Action item:
Your response should consist of one number, the count of lines below that contain "events".

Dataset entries
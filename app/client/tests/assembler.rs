//! Message assembly tests.

use netops_client::MessageList;
use netops_client::assembler::{Assembler, Op, transition};
use netops_client::message::MessageId;
use protocol::{FragmentKey, Sender, ServerEvent, ToolResult};

fn chunk(content: &str) -> ServerEvent {
    ServerEvent::Chunk {
        content: content.into(),
        seq: None,
    }
}

fn legacy(content: &str) -> ServerEvent {
    ServerEvent::Legacy {
        content: content.into(),
        key: FragmentKey::of_content(content),
    }
}

fn tool(name: &str) -> ServerEvent {
    ServerEvent::ToolResult(ToolResult {
        tool: name.into(),
        success: true,
        output: "ok".into(),
        data: None,
    })
}

fn feed(events: &[ServerEvent]) -> (Assembler, MessageList) {
    let mut assembler = Assembler::new();
    let mut messages = MessageList::new();
    for event in events {
        assembler.apply(event, false, &mut messages);
    }
    (assembler, messages)
}

#[test]
fn chunks_concatenate_in_order() {
    let (assembler, messages) = feed(&[
        ServerEvent::Start { content: None },
        chunk("show "),
        chunk("ip "),
        chunk("route"),
        ServerEvent::End,
    ]);
    assert_eq!(messages.len(), 1);
    let message = &messages.as_slice()[0];
    assert_eq!(message.text, "show ip route");
    assert_eq!(message.sender, Sender::Assistant);
    assert!(!message.is_open());
    assert!(assembler.pending().is_none());
}

#[test]
fn chunk_without_start_opens_message() {
    let (assembler, messages) = feed(&[chunk("Hel"), chunk("lo")]);
    assert_eq!(messages.len(), 1);
    assert_eq!(messages.as_slice()[0].text, "Hello");
    assert!(messages.as_slice()[0].is_open());
    assert_eq!(assembler.pending(), Some(&messages.as_slice()[0].id));
}

#[test]
fn final_response_replaces_text() {
    let (_, messages) = feed(&[
        ServerEvent::Start { content: None },
        chunk("A"),
        chunk("B"),
        ServerEvent::FinalResponse {
            content: "XYZ".into(),
        },
    ]);
    assert_eq!(messages.len(), 1);
    let message = &messages.as_slice()[0];
    assert_eq!(message.text, "XYZ");
    assert!(message.is_automation);
    assert!(!message.is_open());
}

#[test]
fn final_response_without_open_message_pushes_one() {
    let (assembler, messages) = feed(&[ServerEvent::FinalResponse {
        content: "done".into(),
    }]);
    assert_eq!(messages.len(), 1);
    assert_eq!(messages.as_slice()[0].text, "done");
    assert!(messages.as_slice()[0].is_automation);
    assert!(!messages.as_slice()[0].is_open());
    assert!(assembler.pending().is_none());
}

#[test]
fn tool_result_is_independent_and_closed() {
    let (assembler, messages) = feed(&[
        ServerEvent::Start { content: None },
        chunk("checking"),
        tool("traceroute"),
        chunk("..."),
    ]);
    assert_eq!(messages.len(), 2);

    let open = &messages.as_slice()[0];
    assert_eq!(open.text, "checking...");
    assert!(open.is_open());
    assert_eq!(assembler.pending(), Some(&open.id));

    let tool = &messages.as_slice()[1];
    assert_ne!(tool.id, open.id);
    assert!(!tool.is_open());
    assert!(tool.is_automation);
    assert_eq!(tool.text, "🔧 **traceroute** executed\n\nok");
    assert_eq!(tool.tool_result.as_ref().unwrap().tool, "traceroute");
}

#[test]
fn legacy_duplicates_apply_once() {
    let (_, messages) = feed(&[legacy("uplink flapping"), legacy("uplink flapping")]);
    assert_eq!(messages.len(), 1);
    assert_eq!(messages.as_slice()[0].text, "uplink flapping");
}

#[test]
fn legacy_distinct_fragments_append() {
    let (_, messages) = feed(&[legacy("uplink "), legacy("flapping")]);
    assert_eq!(messages.len(), 1);
    assert_eq!(messages.as_slice()[0].text, "uplink flapping");
}

#[test]
fn sequenced_chunks_deduplicate() {
    let seq = |content: &str, seq| ServerEvent::Chunk {
        content: content.into(),
        seq: Some(seq),
    };
    let (_, messages) = feed(&[seq("a", 1), seq("b", 2), seq("b", 2), seq("c", 3)]);
    assert_eq!(messages.as_slice()[0].text, "abc");
}

#[test]
fn fragment_set_clears_on_close() {
    let (_, messages) = feed(&[legacy("same"), ServerEvent::End, legacy("same")]);
    assert_eq!(messages.len(), 2);
    assert_eq!(messages.as_slice()[1].text, "same");
}

#[test]
fn error_clears_pointer_and_next_start_is_new() {
    let (assembler, messages) = feed(&[
        ServerEvent::Start { content: None },
        chunk("partial"),
        ServerEvent::Error {
            message: Some("backend down".into()),
        },
    ]);
    assert!(assembler.pending().is_none());
    assert!(!messages.as_slice()[0].is_open());

    let mut assembler = assembler;
    let mut messages = messages;
    assembler.apply(&ServerEvent::Start { content: None }, false, &mut messages);
    assembler.apply(&chunk("fresh"), false, &mut messages);
    assert_eq!(messages.len(), 2);
    assert_eq!(messages.as_slice()[0].text, "partial");
    assert_eq!(messages.as_slice()[1].text, "fresh");
}

#[test]
fn second_start_abandons_previous_message() {
    let (_, messages) = feed(&[
        ServerEvent::Start { content: None },
        chunk("one"),
        ServerEvent::Start { content: None },
        chunk("two"),
    ]);
    assert_eq!(messages.len(), 2);
    assert_eq!(messages.as_slice()[0].text, "one");
    assert!(!messages.as_slice()[0].is_open());
    assert_eq!(messages.as_slice()[1].text, "two");
}

#[test]
fn empty_chunk_is_noop() {
    let (assembler, messages) = feed(&[chunk("")]);
    assert!(messages.is_empty());
    assert!(assembler.pending().is_none());
}

#[test]
fn reset_closes_open_message() {
    let (mut assembler, mut messages) = feed(&[chunk("half")]);
    assembler.reset(&mut messages);
    assert!(assembler.pending().is_none());
    assert!(!messages.as_slice()[0].is_open());
    let id = messages.as_slice()[0].id.clone();
    assert!(!messages.append(&id, "more"));
}

#[test]
fn start_marks_automation_when_hinted() {
    let mut assembler = Assembler::new();
    let mut messages = MessageList::new();
    assembler.apply(
        &ServerEvent::Start {
            content: Some("investigate".into()),
        },
        true,
        &mut messages,
    );
    assert!(messages.as_slice()[0].is_automation);
}

mod pure {
    use super::*;

    fn ids() -> impl FnMut() -> MessageId {
        let mut n = 0;
        move || {
            n += 1;
            MessageId::from(format!("m{n}").as_str())
        }
    }

    #[test]
    fn start_opens_and_points() {
        let t = transition(None, &ServerEvent::Start { content: None }, false, ids());
        assert_eq!(t.pending, Some(MessageId::from("m1")));
        assert!(matches!(&t.ops[..], [Op::Open(m)] if m.id == MessageId::from("m1") && m.is_open()));
    }

    #[test]
    fn chunk_with_pointer_appends() {
        let pending = MessageId::from("open");
        let t = transition(Some(&pending), &chunk("x"), false, ids());
        assert_eq!(t.pending, Some(pending.clone()));
        assert_eq!(
            t.ops,
            vec![Op::Append {
                id: pending,
                text: "x".into()
            }]
        );
    }

    #[test]
    fn end_closes_and_clears() {
        let pending = MessageId::from("open");
        let t = transition(Some(&pending), &ServerEvent::End, false, ids());
        assert_eq!(t.pending, None);
        assert_eq!(t.ops, vec![Op::Close(pending)]);
    }

    #[test]
    fn end_without_pointer_is_noop() {
        let t = transition(None, &ServerEvent::End, false, ids());
        assert_eq!(t.pending, None);
        assert!(t.ops.is_empty());
    }

    #[test]
    fn final_response_replaces_then_closes() {
        let pending = MessageId::from("open");
        let t = transition(
            Some(&pending),
            &ServerEvent::FinalResponse {
                content: "XYZ".into(),
            },
            false,
            ids(),
        );
        assert_eq!(t.pending, None);
        assert_eq!(
            t.ops,
            vec![
                Op::Replace {
                    id: pending.clone(),
                    text: "XYZ".into(),
                    automation: true,
                },
                Op::Close(pending),
            ]
        );
    }

    #[test]
    fn tool_result_keeps_pointer() {
        let pending = MessageId::from("open");
        let t = transition(Some(&pending), &tool("ping"), false, ids());
        assert_eq!(t.pending, Some(pending));
        assert!(matches!(&t.ops[..], [Op::Push(m)] if !m.is_open() && m.tool_result.is_some()));
    }
}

Final answer:
2